> _EXERCISE PROMPT_: Start your answer with the line containing "impl From<Amount> for" and end it with the last line of the records below, retyping every line between exactly and adding nothing.

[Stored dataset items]
use super::money::Amount;
use crate::error::PaymentError;
use chrono::{DateTime, Utc};
use serde::{Deserialize, Serialize};
use std::fmt;

/// Identifier assigned by the membership module.
#[derive(Debug, Clone, Copy, PartialEq, Eq, Hash, PartialOrd, Ord, Serialize, Deserialize)]
#[serde(transparent)]
pub struct MembershipId(pub u64);

impl fmt::Display for MembershipId {
    fn fmt(&self, f: &mut fmt::Formatter<'_>) -> fmt::Result {
        write!(f, "{}", self.0)
    }
}

/// Identifier of the authenticated user acting on a request.
#[derive(Debug, Clone, Copy, PartialEq, Eq, Hash, Serialize, Deserialize)]
#[serde(transparent)]
pub struct UserId(pub u64);

impl fmt::Display for UserId {
    fn fmt(&self, f: &mut fmt::Formatter<'_>) -> fmt::Result {
        write!(f, "{}", self.0)
    }
}

#[derive(Debug, Serialize, Deserialize, PartialEq, Eq, Clone, Copy)]
#[serde(rename_all = "snake_case")]
pub enum MembershipStatus {
    AwaitingApproval,
    WaitingForPayment,
    Paid,
    Rejected,
}

/// A user's request to join, owned by the membership module.
///
/// Only the payment verifier mutates it here, and only from
/// `WaitingForPayment` to `Paid`.
#[derive(Debug, Serialize, Deserialize, PartialEq, Clone)]
pub struct MembershipRequest {
    pub id: MembershipId,
    pub user: UserId,
    pub price: Amount,
    pub status: MembershipStatus,
    pub created_at: DateTime<Utc>,
    pub updated_at: DateTime<Utc>,
}

impl MembershipRequest {
    pub fn new(id: MembershipId, user: UserId, price: Amount) -> Self {
        let now = Utc::now();
        Self {
            id,
            user,
            price,
            status: MembershipStatus::AwaitingApproval,
            created_at: now,
            updated_at: now,
        }
    }

    pub fn is_payable(&self) -> bool {
        self.status == MembershipStatus::WaitingForPayment
    }

    /// Approval happens in the membership module; exposed for seeding.
    pub fn approve(&mut self) -> Result<(), PaymentError> {
        match self.status {
            MembershipStatus::AwaitingApproval => {
                self.status = MembershipStatus::WaitingForPayment;
                self.updated_at = Utc::now();
                Ok(())
            }
            MembershipStatus::WaitingForPayment => Ok(()),
            other => Err(PaymentError::Validation(format!(
                "Membership {} cannot be approved from {:?}",
                self.id, other
            ))),
        }
    }

    pub fn mark_paid(&mut self) -> Result<(), PaymentError> {
        match self.status {
            MembershipStatus::WaitingForPayment => {
                self.status = MembershipStatus::Paid;
                self.updated_at = Utc::now();
                Ok(())
            }
            MembershipStatus::Paid => Ok(()),
            other => Err(PaymentError::Validation(format!(
                "Membership {} cannot be paid from {:?}",
                self.id, other
            ))),
        }
    }
}
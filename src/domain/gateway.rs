use serde::{Deserialize, Serialize};

#[derive(Debug, Clone, Copy, PartialEq, Eq, Serialize, Deserialize)]
#[serde(rename_all = "UPPERCASE")]
pub enum RedirectMethod {
    Get,
    Post,
}

/// Where the caller should send the user next.
///
/// Banks commonly expect an auto-submitted form, so a target carries the
/// HTTP method and any form inputs alongside the URL.
#[derive(Debug, Clone, PartialEq, Serialize, Deserialize)]
pub struct RedirectTarget {
    pub url: String,
    pub method: RedirectMethod,
    pub inputs: Vec<(String, String)>,
}

impl RedirectTarget {
    pub fn get(url: impl Into<String>) -> Self {
        Self {
            url: url.into(),
            method: RedirectMethod::Get,
            inputs: Vec::new(),
        }
    }

    pub fn post(url: impl Into<String>, inputs: Vec<(String, String)>) -> Self {
        Self {
            url: url.into(),
            method: RedirectMethod::Post,
            inputs,
        }
    }
}

/// Returned by the gateway once a purchase has been registered on its side.
#[derive(Debug, Clone, PartialEq)]
pub struct PurchaseStart {
    pub gateway_transaction_id: String,
    pub redirect: RedirectTarget,
}

/// Gateway-issued proof of a settled payment.
#[derive(Debug, Clone, PartialEq, Serialize, Deserialize)]
pub struct Receipt {
    pub reference_id: String,
    pub driver: String,
}

/// Outcome of asking the gateway whether a payment went through.
///
/// `Invalid` is an expected business outcome, not a failure of the call.
#[derive(Debug, Clone, PartialEq)]
pub enum Verification {
    Verified(Receipt),
    Invalid { reason: String },
}
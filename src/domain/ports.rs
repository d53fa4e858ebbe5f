use super::gateway::{PurchaseStart, Verification};
use super::invoice::Invoice;
use super::membership::{MembershipId, MembershipRequest};
use super::money::Amount;
use super::transaction::{Transaction, TransactionId};
use crate::error::Result;
use async_trait::async_trait;
use std::sync::Arc;

#[async_trait]
pub trait MembershipStore: Send + Sync {
    async fn store(&self, membership: MembershipRequest) -> Result<()>;
    async fn get(&self, id: MembershipId) -> Result<Option<MembershipRequest>>;
    async fn get_all(&self) -> Result<Vec<MembershipRequest>>;
}

#[async_trait]
pub trait TransactionStore: Send + Sync {
    async fn store(&self, tx: Transaction) -> Result<()>;
    async fn get(&self, id: TransactionId) -> Result<Option<Transaction>>;
    /// The canonical attempt for a membership: the newest `Pending` or `Success` one.
    async fn find_by_membership(&self, membership: MembershipId) -> Result<Option<Transaction>>;
    /// Returns the canonical attempt for `candidate.membership`, inserting
    /// `candidate` when there is none. Atomic with respect to other callers.
    async fn find_or_create_pending(&self, candidate: Transaction) -> Result<Transaction>;
    /// Writes `tx` only while the stored row is still `Pending` and returns the
    /// row as stored afterwards. A settled or failed row is returned untouched.
    async fn update_pending(&self, tx: Transaction) -> Result<Transaction>;
    async fn get_all(&self) -> Result<Vec<Transaction>>;
}

/// A group of writes that is applied all at once or not at all.
///
/// Reads go to committed state. Staged writes become visible only on `commit`,
/// which fails with `Conflict` and writes nothing if a staged transaction would
/// move a row out of a terminal status.
#[async_trait]
pub trait UnitOfWork: Send {
    async fn membership(&mut self, id: MembershipId) -> Result<Option<MembershipRequest>>;
    fn stage_transaction(&mut self, tx: Transaction);
    fn stage_membership(&mut self, membership: MembershipRequest);
    async fn commit(self: Box<Self>) -> Result<()>;
    async fn rollback(self: Box<Self>) -> Result<()>;
}

#[async_trait]
pub trait UnitOfWorkFactory: Send + Sync {
    async fn begin(&self) -> Result<Box<dyn UnitOfWork>>;
}

#[async_trait]
pub trait PaymentGateway: Send + Sync {
    async fn begin_purchase(
        &self,
        invoice: &Invoice,
        callback_url: &str,
        description: &str,
    ) -> Result<PurchaseStart>;

    async fn verify(&self, amount: Amount, gateway_transaction_id: &str) -> Result<Verification>;
}

pub type MembershipStoreRef = Arc<dyn MembershipStore>;
pub type TransactionStoreRef = Arc<dyn TransactionStore>;
pub type UnitOfWorkFactoryRef = Arc<dyn UnitOfWorkFactory>;
pub type PaymentGatewayRef = Arc<dyn PaymentGateway>;
use thiserror::Error;

#[derive(Error, Debug)]
pub enum PaymentError {
    #[error("Membership request is not approved for payment yet")]
    NotApproved,
    #[error("Could not start payment: {0}")]
    GatewayInitiation(String),
    #[error("Gateway error: {0}")]
    Gateway(String),
    #[error("Not found: {0}")]
    NotFound(String),
    #[error("Validation error: {0}")]
    Validation(String),
    #[error("Conflicting update: {0}")]
    Conflict(String),
    #[error("Storage error: {0}")]
    Storage(String),
    #[error("Configuration error: {0}")]
    Config(#[from] config::ConfigError),
    #[error("CSV error: {0}")]
    Csv(#[from] csv::Error),
    #[error("IO error: {0}")]
    Io(#[from] std::io::Error),
    #[error("Serialization error: {0}")]
    Serialization(#[from] serde_json::Error),
}

impl PaymentError {
    /// Text safe to show to the person who triggered the operation.
    pub fn user_message(&self) -> String {
        match self {
            PaymentError::NotApproved => "Your membership request has not been approved yet".into(),
            PaymentError::GatewayInitiation(reason) | PaymentError::Validation(reason) => {
                reason.clone()
            }
            PaymentError::NotFound(_) => "The requested payment could not be found".into(),
            _ => "Payment could not be processed, please try again later".into(),
        }
    }
}

#[cfg(feature = "storage-rocksdb")]
impl From<rocksdb::Error> for PaymentError {
    fn from(e: rocksdb::Error) -> Self {
        PaymentError::Storage(e.into_string())
    }
}

pub type Result<T> = std::result::Result<T, PaymentError>;
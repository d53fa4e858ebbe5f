use super::money::Amount;
use crate::error::Result;
use rust_decimal::Decimal;

/// The amount handed to the gateway for one purchase. Never persisted.
#[derive(Debug, Clone, Copy, PartialEq)]
pub struct Invoice {
    amount: Amount,
}

impl Invoice {
    pub fn new(amount: Decimal) -> Result<Self> {
        Ok(Self {
            amount: Amount::new(amount)?,
        })
    }

    pub fn amount(&self) -> Amount {
        self.amount
    }
}

impl From<Amount> for Invoice {
    fn from(amount: Amount) -> Self {
        Self { amount }
    }
}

> _RESPONSE BOX_:
impl From<Amount> for Invoice {
    fn from(amount: Amount) -> Self {
        Self { amount }
    }
}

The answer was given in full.